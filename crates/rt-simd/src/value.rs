//! The host values that SIMD.js operations accept as arguments and return.

use crate::SimdValue;
use alloc::rc::Rc;
use simdjs_rt_core::{Error, Result};
use simdjs_rt_memory::TypedArray;

/// An ordinary object with no behavior relevant to vector operations.
///
/// Objects are only ever compared by identity.
#[derive(Clone, Debug, Default)]
pub struct Object(Rc<()>);

impl Object {
    /// Allocates a new object, distinct from every other object.
    pub fn new() -> Self {
        Self::default()
    }

    /// Returns `true` if both refer to the same object.
    pub fn ptr_eq(&self, other: &Self) -> bool {
        Rc::ptr_eq(&self.0, &other.0)
    }
}

/// A value passed to or returned from a SIMD.js operation.
#[derive(Clone, Debug)]
#[non_exhaustive]
pub enum Value {
    #[allow(missing_docs)]
    Undefined,
    #[allow(missing_docs)]
    Null,
    #[allow(missing_docs)]
    Boolean(bool),
    #[allow(missing_docs)]
    Number(f64),
    #[allow(missing_docs)]
    String(Rc<str>),
    /// A vector value.
    Simd(SimdValue),
    /// A view of an [`ArrayBuffer`], used by the `load` and `store` operations.
    ///
    /// [`ArrayBuffer`]: simdjs_rt_memory::ArrayBuffer
    TypedArray(TypedArray),
    #[allow(missing_docs)]
    Object(Object),
}

fn is_whitespace(c: char) -> bool {
    c.is_whitespace() || c == '\u{FEFF}'
}

fn parse_radix(digits: &str, radix: u32) -> f64 {
    if digits.is_empty() {
        return f64::NAN;
    }

    digits
        .chars()
        .try_fold(0.0, |n: f64, c| {
            c.to_digit(radix)
                .map(|d| n * f64::from(radix) + f64::from(d))
        })
        .unwrap_or(f64::NAN)
}

/// Implements [`StringToNumber`].
///
/// [`StringToNumber`]: https://tc39.es/ecma262/#sec-stringtonumber
fn string_to_number(s: &str) -> f64 {
    let s = s.trim_matches(is_whitespace);
    if s.is_empty() {
        return 0.0;
    }

    for (prefix, radix) in [("0x", 16), ("0X", 16), ("0o", 8), ("0O", 8), ("0b", 2), ("0B", 2)] {
        if let Some(digits) = s.strip_prefix(prefix) {
            return parse_radix(digits, radix);
        }
    }

    match s {
        "Infinity" | "+Infinity" => f64::INFINITY,
        "-Infinity" => f64::NEG_INFINITY,
        // Rust also accepts spellings like `inf` and `NaN`, which are not numeric literals.
        _ if s
            .bytes()
            .all(|b| b.is_ascii_digit() || matches!(b, b'.' | b'e' | b'E' | b'+' | b'-')) =>
        {
            s.parse().unwrap_or(f64::NAN)
        }
        _ => f64::NAN,
    }
}

impl Value {
    /// Creates a string value.
    pub fn string(s: &str) -> Self {
        Self::String(Rc::from(s))
    }

    /// Implements the [`ToNumber`] conversion.
    ///
    /// Objects and typed arrays have no primitive value here, so they become *NaN*.
    ///
    /// # Errors
    ///
    /// Returns a `TypeError` for vector values.
    ///
    /// [`ToNumber`]: https://tc39.es/ecma262/#sec-tonumber
    pub fn to_number(&self) -> Result<f64> {
        Ok(match self {
            Self::Undefined => f64::NAN,
            Self::Null => 0.0,
            Self::Boolean(b) => f64::from(u8::from(*b)),
            Self::Number(n) => *n,
            Self::String(s) => string_to_number(s),
            Self::Simd(_) => return Err(Error::type_error("cannot convert a SIMD value to a number")),
            Self::TypedArray(_) | Self::Object(_) => f64::NAN,
        })
    }

    /// Implements the [`ToBoolean`] conversion.
    ///
    /// [`ToBoolean`]: https://tc39.es/ecma262/#sec-toboolean
    pub fn to_boolean(&self) -> bool {
        match self {
            Self::Undefined | Self::Null => false,
            Self::Boolean(b) => *b,
            Self::Number(n) => !(*n == 0.0 || n.is_nan()),
            Self::String(s) => !s.is_empty(),
            Self::Simd(_) | Self::TypedArray(_) | Self::Object(_) => true,
        }
    }

    /// Gets the vector, if this is a [`Value::Simd`].
    pub fn as_simd(&self) -> Option<&SimdValue> {
        match self {
            Self::Simd(v) => Some(v),
            _ => None,
        }
    }

    /// Gets the number, if this is a [`Value::Number`].
    pub fn as_number(&self) -> Option<f64> {
        match self {
            Self::Number(n) => Some(*n),
            _ => None,
        }
    }

    /// Gets the boolean, if this is a [`Value::Boolean`].
    pub fn as_boolean(&self) -> Option<bool> {
        match self {
            Self::Boolean(b) => Some(*b),
            _ => None,
        }
    }

    /// Implements the [`SameValueZero`] comparison.
    ///
    /// Numbers are equal if they are both *NaN* or compare equal (so `+0` equals `-0`), vectors
    /// are compared lane by lane, and objects are compared by identity.
    ///
    /// [`SameValueZero`]: https://tc39.es/ecma262/#sec-samevaluezero
    pub fn same_value_zero(a: &Self, b: &Self) -> bool {
        match (a, b) {
            (Self::Undefined, Self::Undefined) | (Self::Null, Self::Null) => true,
            (Self::Boolean(a), Self::Boolean(b)) => a == b,
            (Self::Number(a), Self::Number(b)) => (a.is_nan() && b.is_nan()) || a == b,
            (Self::String(a), Self::String(b)) => a == b,
            (Self::Simd(a), Self::Simd(b)) => a.same_value_zero(b),
            (Self::TypedArray(a), Self::TypedArray(b)) => {
                Rc::ptr_eq(a.buffer(), b.buffer())
                    && a.kind() == b.kind()
                    && a.byte_offset() == b.byte_offset()
                    && a.length() == b.length()
            }
            (Self::Object(a), Self::Object(b)) => a.ptr_eq(b),
            _ => false,
        }
    }
}

macro_rules! value_from {
    ($($source:ty => |$v:ident| $value:expr,)*) => {$(
        impl From<$source> for Value {
            fn from($v: $source) -> Self {
                $value
            }
        }
    )*};
}

value_from! {
    bool => |b| Self::Boolean(b),
    f64 => |n| Self::Number(n),
    i32 => |n| Self::Number(f64::from(n)),
    &str => |s| Self::string(s),
    SimdValue => |v| Self::Simd(v),
    TypedArray => |array| Self::TypedArray(array),
    Object => |o| Self::Object(o),
}

/// Formats the value the way `ToString` would.
impl core::fmt::Display for Value {
    fn fmt(&self, f: &mut core::fmt::Formatter<'_>) -> core::fmt::Result {
        match self {
            Self::Undefined => f.write_str("undefined"),
            Self::Null => f.write_str("null"),
            Self::Boolean(b) => core::fmt::Display::fmt(b, f),
            Self::Number(n) => core::fmt::Display::fmt(&simdjs_rt_math::NumberDisplay(*n), f),
            Self::String(s) => f.write_str(s),
            Self::Simd(v) => core::fmt::Display::fmt(v, f),
            Self::TypedArray(array) => {
                for i in 0..array.length() {
                    if i > 0 {
                        f.write_str(",")?;
                    }
                    let element = array.get(i).map_err(|_| core::fmt::Error)?;
                    write!(f, "{}", simdjs_rt_math::NumberDisplay(element))?;
                }
                Ok(())
            }
            Self::Object(_) => f.write_str("[object Object]"),
        }
    }
}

--*--

:: What the exercise asks ::
Keep only those lines of the records that hold "Returns", and return them.

:: Solution for this problem ::
    /// Returns `true` if both refer to the same object.
    /// Returns a `TypeError` for vector values.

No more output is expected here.